What you should do:
From the entries below, list each line with "axum".

(Collected data entries)
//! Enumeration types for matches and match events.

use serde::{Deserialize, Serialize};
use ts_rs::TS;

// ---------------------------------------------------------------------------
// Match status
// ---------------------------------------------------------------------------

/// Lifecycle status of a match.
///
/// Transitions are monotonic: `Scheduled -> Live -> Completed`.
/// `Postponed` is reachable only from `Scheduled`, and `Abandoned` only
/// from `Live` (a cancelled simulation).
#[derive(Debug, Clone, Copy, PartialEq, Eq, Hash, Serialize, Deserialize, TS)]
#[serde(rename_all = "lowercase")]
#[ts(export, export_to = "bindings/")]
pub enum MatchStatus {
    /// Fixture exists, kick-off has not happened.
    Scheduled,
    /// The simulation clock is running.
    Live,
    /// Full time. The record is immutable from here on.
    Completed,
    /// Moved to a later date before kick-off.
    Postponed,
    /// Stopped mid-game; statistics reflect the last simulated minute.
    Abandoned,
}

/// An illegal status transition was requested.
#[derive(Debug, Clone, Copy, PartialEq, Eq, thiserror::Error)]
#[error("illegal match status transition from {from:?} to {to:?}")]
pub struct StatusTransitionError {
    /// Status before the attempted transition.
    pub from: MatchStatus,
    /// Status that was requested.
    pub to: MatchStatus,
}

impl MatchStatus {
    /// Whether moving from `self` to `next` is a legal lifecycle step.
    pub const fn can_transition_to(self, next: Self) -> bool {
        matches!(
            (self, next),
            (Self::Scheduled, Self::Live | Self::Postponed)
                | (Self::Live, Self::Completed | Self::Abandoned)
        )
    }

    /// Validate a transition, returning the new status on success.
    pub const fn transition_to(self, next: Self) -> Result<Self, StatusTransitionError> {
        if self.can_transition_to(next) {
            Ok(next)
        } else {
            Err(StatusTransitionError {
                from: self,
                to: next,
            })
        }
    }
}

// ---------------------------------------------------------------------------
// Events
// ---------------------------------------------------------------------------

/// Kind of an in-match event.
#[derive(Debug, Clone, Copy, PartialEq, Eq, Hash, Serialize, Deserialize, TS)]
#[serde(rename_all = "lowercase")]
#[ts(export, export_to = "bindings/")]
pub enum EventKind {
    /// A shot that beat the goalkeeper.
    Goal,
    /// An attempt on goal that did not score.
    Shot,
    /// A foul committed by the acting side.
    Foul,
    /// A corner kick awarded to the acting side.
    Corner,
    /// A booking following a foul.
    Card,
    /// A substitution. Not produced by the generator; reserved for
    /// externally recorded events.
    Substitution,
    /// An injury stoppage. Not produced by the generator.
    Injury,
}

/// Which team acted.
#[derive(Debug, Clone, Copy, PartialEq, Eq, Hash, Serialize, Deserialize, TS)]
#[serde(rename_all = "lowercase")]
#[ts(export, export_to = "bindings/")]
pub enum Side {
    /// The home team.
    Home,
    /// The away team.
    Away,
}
...
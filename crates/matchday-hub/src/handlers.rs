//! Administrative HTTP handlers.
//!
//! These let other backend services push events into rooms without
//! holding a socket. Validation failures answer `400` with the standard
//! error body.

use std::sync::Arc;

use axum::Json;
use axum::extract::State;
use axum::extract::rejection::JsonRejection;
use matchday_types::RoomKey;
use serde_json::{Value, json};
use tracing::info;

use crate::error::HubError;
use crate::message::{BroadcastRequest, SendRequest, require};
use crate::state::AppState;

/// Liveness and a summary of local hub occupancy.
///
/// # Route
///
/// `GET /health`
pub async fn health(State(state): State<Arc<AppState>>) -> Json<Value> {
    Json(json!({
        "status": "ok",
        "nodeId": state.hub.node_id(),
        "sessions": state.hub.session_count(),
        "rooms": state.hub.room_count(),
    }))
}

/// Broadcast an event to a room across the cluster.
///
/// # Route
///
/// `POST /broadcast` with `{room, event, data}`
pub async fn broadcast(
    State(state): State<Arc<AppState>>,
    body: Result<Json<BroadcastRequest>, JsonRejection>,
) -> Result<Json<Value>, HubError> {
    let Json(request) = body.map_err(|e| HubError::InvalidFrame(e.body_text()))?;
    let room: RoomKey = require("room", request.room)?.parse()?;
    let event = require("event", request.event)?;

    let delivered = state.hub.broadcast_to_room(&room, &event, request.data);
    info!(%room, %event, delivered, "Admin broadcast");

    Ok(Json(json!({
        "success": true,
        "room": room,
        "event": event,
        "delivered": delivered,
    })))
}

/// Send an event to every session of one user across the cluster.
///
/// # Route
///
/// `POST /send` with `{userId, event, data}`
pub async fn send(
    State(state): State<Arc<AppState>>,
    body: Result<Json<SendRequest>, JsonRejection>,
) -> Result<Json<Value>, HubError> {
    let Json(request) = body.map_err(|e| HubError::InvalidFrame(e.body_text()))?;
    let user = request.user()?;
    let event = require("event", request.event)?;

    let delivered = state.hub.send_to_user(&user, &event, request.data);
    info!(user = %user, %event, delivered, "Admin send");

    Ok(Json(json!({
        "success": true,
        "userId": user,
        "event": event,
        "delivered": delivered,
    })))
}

Exercise output:
use axum::Json;
use axum::extract::State;
use axum::extract::rejection::JsonRejection;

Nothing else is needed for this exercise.